After checking my map every quarter mile through all of Lamar valley, I turned left into the pullout for the trail. There were about 4 other cars there, and I pulled into a spot in the middle. I brought my bag with me to the trunk of the car, which I opened by using my right hand to squeeze the latch and my left to pull up on the blue webbing I’d used to make a handle. Bag of granola, camera, water bottle. My trail runners were still wet from Mt. Washburn so I slid into my sneakers, almost falling over with the effort to not let my clean socks touch the ground. I sprayed sunscreen on my shoulders, arms, chest and neck, rubbing it into my face and ears. I learned my lesson earlier this summer, and my sternum still sported some scabs from my horrific burn. One last check over and I slammed the trunk shut, watching the glued on handle bounce and headed off to the trail behind a French (or French Canadian) couple carrying fly fishing equipment and bear spray.
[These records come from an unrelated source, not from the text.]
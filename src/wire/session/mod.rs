use std::fmt;
use std::io;
use std::sync::atomic::{AtomicU32, AtomicUsize, Ordering};
use std::sync::{Arc, Mutex};

use uuid::Uuid;

use crate::wire::codec::{Codec, CodecError, Frame};
use crate::wire::envelope::Envelope;

pub mod auth;

pub const NOAUTH_USER: &str = "noauth";

#[derive(Clone, Copy, Debug, PartialEq, Eq, Hash, PartialOrd, Ord)]
pub struct SessionId(Uuid);

impl SessionId {
    pub fn new() -> Self {
        Self(Uuid::new_v4())
    }
}

impl Default for SessionId {
    fn default() -> Self {
        Self::new()
    }
}

impl fmt::Display for SessionId {
    fn fmt(&self, f: &mut fmt::Formatter<'_>) -> fmt::Result {
        write!(f, "{}", self.0)
    }
}

#[derive(Clone, Debug, PartialEq, Eq)]
pub enum AuthState {
    Unauthenticated,
    Authenticated { user: String },
}

impl AuthState {
    pub fn user(&self) -> Option<&str> {
        match self {
            Self::Unauthenticated => None,
            Self::Authenticated { user } => Some(user),
        }
    }
}

#[derive(Debug)]
pub enum SendError {
    Closed,
    Io(io::Error),
    Encode(CodecError),
}

impl fmt::Display for SendError {
    fn fmt(&self, f: &mut fmt::Formatter<'_>) -> fmt::Result {
        match self {
            Self::Closed => write!(f, "session transport is closed"),
            Self::Io(source) => write!(f, "failed to write frame: {source}"),
            Self::Encode(source) => write!(f, "failed to encode response: {source}"),
        }
    }
}

impl std::error::Error for SendError {}

/// Transport half of a session. Implementations must tolerate concurrent
/// writers; a frame is written whole or not at all.
pub trait FrameSink: Send + Sync {
    fn write_frame(&self, frame: &Frame) -> Result<(), SendError>;
}

/// One client connection as seen by the dispatch layer.
///
/// The codec kept here is only a template: workers take their own
/// `codec_clone()` and never touch this instance. The auth state is written
/// exclusively by [`auth::AuthProtocol`].
pub struct Session {
    id: SessionId,
    codec_template: Mutex<Box<dyn Codec>>,
    sink: Arc<dyn FrameSink>,
    auth: Mutex<AuthState>,
    auth_failures: AtomicU32,
    in_flight: AtomicUsize,
}

impl Session {
    pub fn new(codec: Box<dyn Codec>, sink: Arc<dyn FrameSink>, initial: AuthState) -> Self {
        Self {
            id: SessionId::new(),
            codec_template: Mutex::new(codec),
            sink,
            auth: Mutex::new(initial),
            auth_failures: AtomicU32::new(0),
            in_flight: AtomicUsize::new(0),
        }
    }

    pub fn id(&self) -> SessionId {
        self.id
    }

    pub fn codec_clone(&self) -> Box<dyn Codec> {
        self.codec_template
            .lock()
            .expect("session codec lock poisoned")
            .duplicate()
    }

    pub fn auth_state(&self) -> AuthState {
        self.auth.lock().expect("session auth lock poisoned").clone()
    }

    pub fn authenticated_user(&self) -> Option<String> {
        self.auth_state().user().map(str::to_owned)
    }

    pub fn is_authenticated(&self) -> bool {
        self.authenticated_user().is_some()
    }

    /// Requests handed to the pool and not yet finished by a worker.
    pub fn in_flight(&self) -> usize {
        self.in_flight.load(Ordering::SeqCst)
    }

    pub(crate) fn request_started(&self) {
        self.in_flight.fetch_add(1, Ordering::SeqCst);
    }

    pub(crate) fn request_finished(&self) {
        self.in_flight.fetch_sub(1, Ordering::SeqCst);
    }

    pub fn send(&self, codec: &mut dyn Codec, envelope: &Envelope) -> Result<(), SendError> {
        let frame = codec.encode(envelope).map_err(SendError::Encode)?;
        self.sink.write_frame(&frame)
    }

    /// Moves an unauthenticated session to `user`. Returns `false`, leaving
    /// the state untouched, when the session is already authenticated.
    fn try_authenticate(&self, user: String) -> bool {
        let mut auth = self.auth.lock().expect("session auth lock poisoned");
        if matches!(*auth, AuthState::Authenticated { .. }) {
            return false;
        }
        *auth = AuthState::Authenticated { user };
        true
    }

    fn record_auth_failure(&self) -> u32 {
        self.auth_failures.fetch_add(1, Ordering::Relaxed) + 1
    }
}

impl fmt::Debug for Session {
    fn fmt(&self, f: &mut fmt::Formatter<'_>) -> fmt::Result {
        f.debug_struct("Session")
            .field("id", &self.id)
            .field("auth", &self.auth_state())
            .finish()
    }
}

#[cfg(test)]
pub(crate) mod tests {
    use std::sync::{Arc, Mutex};

    use super::{AuthState, FrameSink, SendError, Session};
    use crate::wire::codec::{Codec, CodecConfig, Frame, WireCodec};
    use crate::wire::envelope::{Envelope, MessageKind};

    /// Captures written frames and decodes them back for assertions.
    #[derive(Default)]
    pub(crate) struct RecordingSink {
        pub(crate) frames: Mutex<Vec<Frame>>,
        pub(crate) closed: std::sync::atomic::AtomicBool,
    }

    impl RecordingSink {
        pub(crate) fn envelopes(&self) -> Vec<Envelope> {
            let mut codec = WireCodec::new(CodecConfig::default());
            self.frames
                .lock()
                .expect("recording sink mutex poisoned")
                .iter()
                .map(|frame| codec.decode(frame).expect("recorded frame should decode"))
                .collect()
        }

        pub(crate) fn len(&self) -> usize {
            self.frames.lock().expect("recording sink mutex poisoned").len()
        }
    }

    impl FrameSink for RecordingSink {
        fn write_frame(&self, frame: &Frame) -> Result<(), SendError> {
            if self.closed.load(std::sync::atomic::Ordering::Relaxed) {
                return Err(SendError::Closed);
            }
            self.frames
                .lock()
                .expect("recording sink mutex poisoned")
                .push(frame.clone());
            Ok(())
        }
    }

    pub(crate) fn recording_session(initial: AuthState) -> (Arc<Session>, Arc<RecordingSink>) {
        let sink = Arc::new(RecordingSink::default());
        let session = Session::new(
            Box::new(WireCodec::new(CodecConfig::default())),
            sink.clone(),
            initial,
        );
        (Arc::new(session), sink)
    }

    #[test]
    fn send_encodes_with_the_given_codec_clone() {
        let (session, sink) = recording_session(AuthState::Unauthenticated);
        let mut codec = session.codec_clone();

        session
            .send(codec.as_mut(), &Envelope::pong(9))
            .expect("send should succeed");

        let sent = sink.envelopes();
        assert_eq!(sent.len(), 1);
        assert_eq!(sent[0].kind, MessageKind::Pong);
        assert_eq!(sent[0].id, 9);
    }

    #[test]
    fn closed_sink_reports_send_error() {
        let (session, sink) = recording_session(AuthState::Unauthenticated);
        sink.closed.store(true, std::sync::atomic::Ordering::Relaxed);
        let mut codec = session.codec_clone();

        let err = session
            .send(codec.as_mut(), &Envelope::pong(1))
            .expect_err("closed sink should fail");
        assert!(matches!(err, SendError::Closed));
    }

    #[test]
    fn sessions_get_distinct_ids_and_keep_initial_state() {
        let (first, _) = recording_session(AuthState::Unauthenticated);
        let (second, _) = recording_session(AuthState::Authenticated {
            user: "noauth".to_owned(),
        });

        assert_ne!(first.id(), second.id());
        assert!(!first.is_authenticated());
        assert_eq!(second.authenticated_user().as_deref(), Some("noauth"));
    }
}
The Trout Lake trail, located near the Northeast entrance of Yellowstone National Park, is a .6 mile lollipop loop. I was surprised by how steep the stem of the lollipop was as I walked behind the couple. I knew it would be short so there was no point in taking a break but it was making me breathe a little harder than normal. After a few dozen paces the couple let me pass them, which I wished they hadn’t because every time I stopped to take a picture of a view or a flower we ended up awkwardly in the exact same place and would play the “You go,” “No you go,” game. For such a short hike the reward was disproportionate. Trout Lake is an almost perfectly round lake, surrounded on half by thick coniferous forest, and the other half by a gently sloping fields of flowers that lead up to the stark contrast of the mountains, all hard grey rock and rivers of snow snaking down them. I walked clockwise around the lake, startling a snake, then a frog, then a boy who was fishing with his dad.
I crossed the bridge over the stream that feeds trout lake, and when I looked in the water I could see several trout, swishing their tails back and forth languidly, barely moving. I sat down on a rock and pulled out my granola and my water, watching the fishermen struggle. This was so different than the last time I was here.
The last time I was at Trout Lake was the last time I was in Yellowstone, on a road trip with my mom when I was 13. It had been overcast and not as warm as it was this day where I lounged under a perfectly blue sky. And it had been at the height of my bear fear on the trip. One of the two heights actually, the other when I refused to sleep in the tent in our campground because the ranger station had pictures of a grizzly bear walkingthrough our exact campsite. Mom slept alone in the tent and I slept in the car. Behind every bush there could be a bear, and every burnt log or odd shaped tree was clearly one waiting for an unsuspecting middle schooler. Somewhere, before my first Trout Lake hike, recently, I’d been to a visitor center that was playing a film about a photographer who had been killed by Grizzlies. I can still, to this day, see the eyewitness who was interviewed afterwards, hear his words: “I’ve never heard a scream like that. It didn’t sound human.” Just recently the Grizzly Man and his poor, along for the ride, girlfriend had also been killed by Grizzlies. And here we were in Yellowstone, hiking alone in this wild place, a whole .3 miles away from the safety of our car. I was terrified.
As I crunched on my granola I thought about what a pain I must have been on that road trip. We went to hike Mount Washburn because I wanted to see a pika, and then didn’t get to the top because I couldn’t do it. We drove out to West Yellowstone because I wanted to see a moose. No dice. I made my mom sleep in the tent alone because I was afraid a grizzly would come. That was really nice of me, “good luck with the grizzly bear that I’m sure is coming, mom!” And I was so freaked out I almost ruined Trout Lake. But even so it had been an amazing trip. On our way up Mount Washburn via Chittendon Road, there were snow flurries in July. When we were in West Yellowstone we got to go to a diner and have amazing pancakes while we watched the snow fall in soft flakes. And at Trout Lake there had been river otters that gamboled along the water’s edge as we followed them around the lake,and the stream had been full of fish and surrounded by wildflowers. And my mom had been so patient with me. I had come so far, sitting there at Trout Lake by myself. The day before I had summited Mount Washburn, not via Chittendon Road, but on the trail from Dunraven pass, which was entirely covered in snow, sometimes more than 5 feet high, and I’d seen 3 marmots. That night I’d slept in my tent alone, and then I hiked to Trout Lake, alone. I’m still scared of grizzly bears of course, but I have a wide repertoire of Disney and Country songs to sing while I’m walking. Musicals are good too, but I only ever know songs that belonged to whoever my brother had been cast as in high school because I heard him practice so much (my Les Mis knowledge is almost exclusively Red and Black, thanks Enjolras).
I put my granola away, dusted off my shorts, and continued clockwise around the lake, back down the hill to my car. I still had a week and half a dozen parks and monuments left in my road trip, but I already felt like I’d reached my destination at Trout Lake.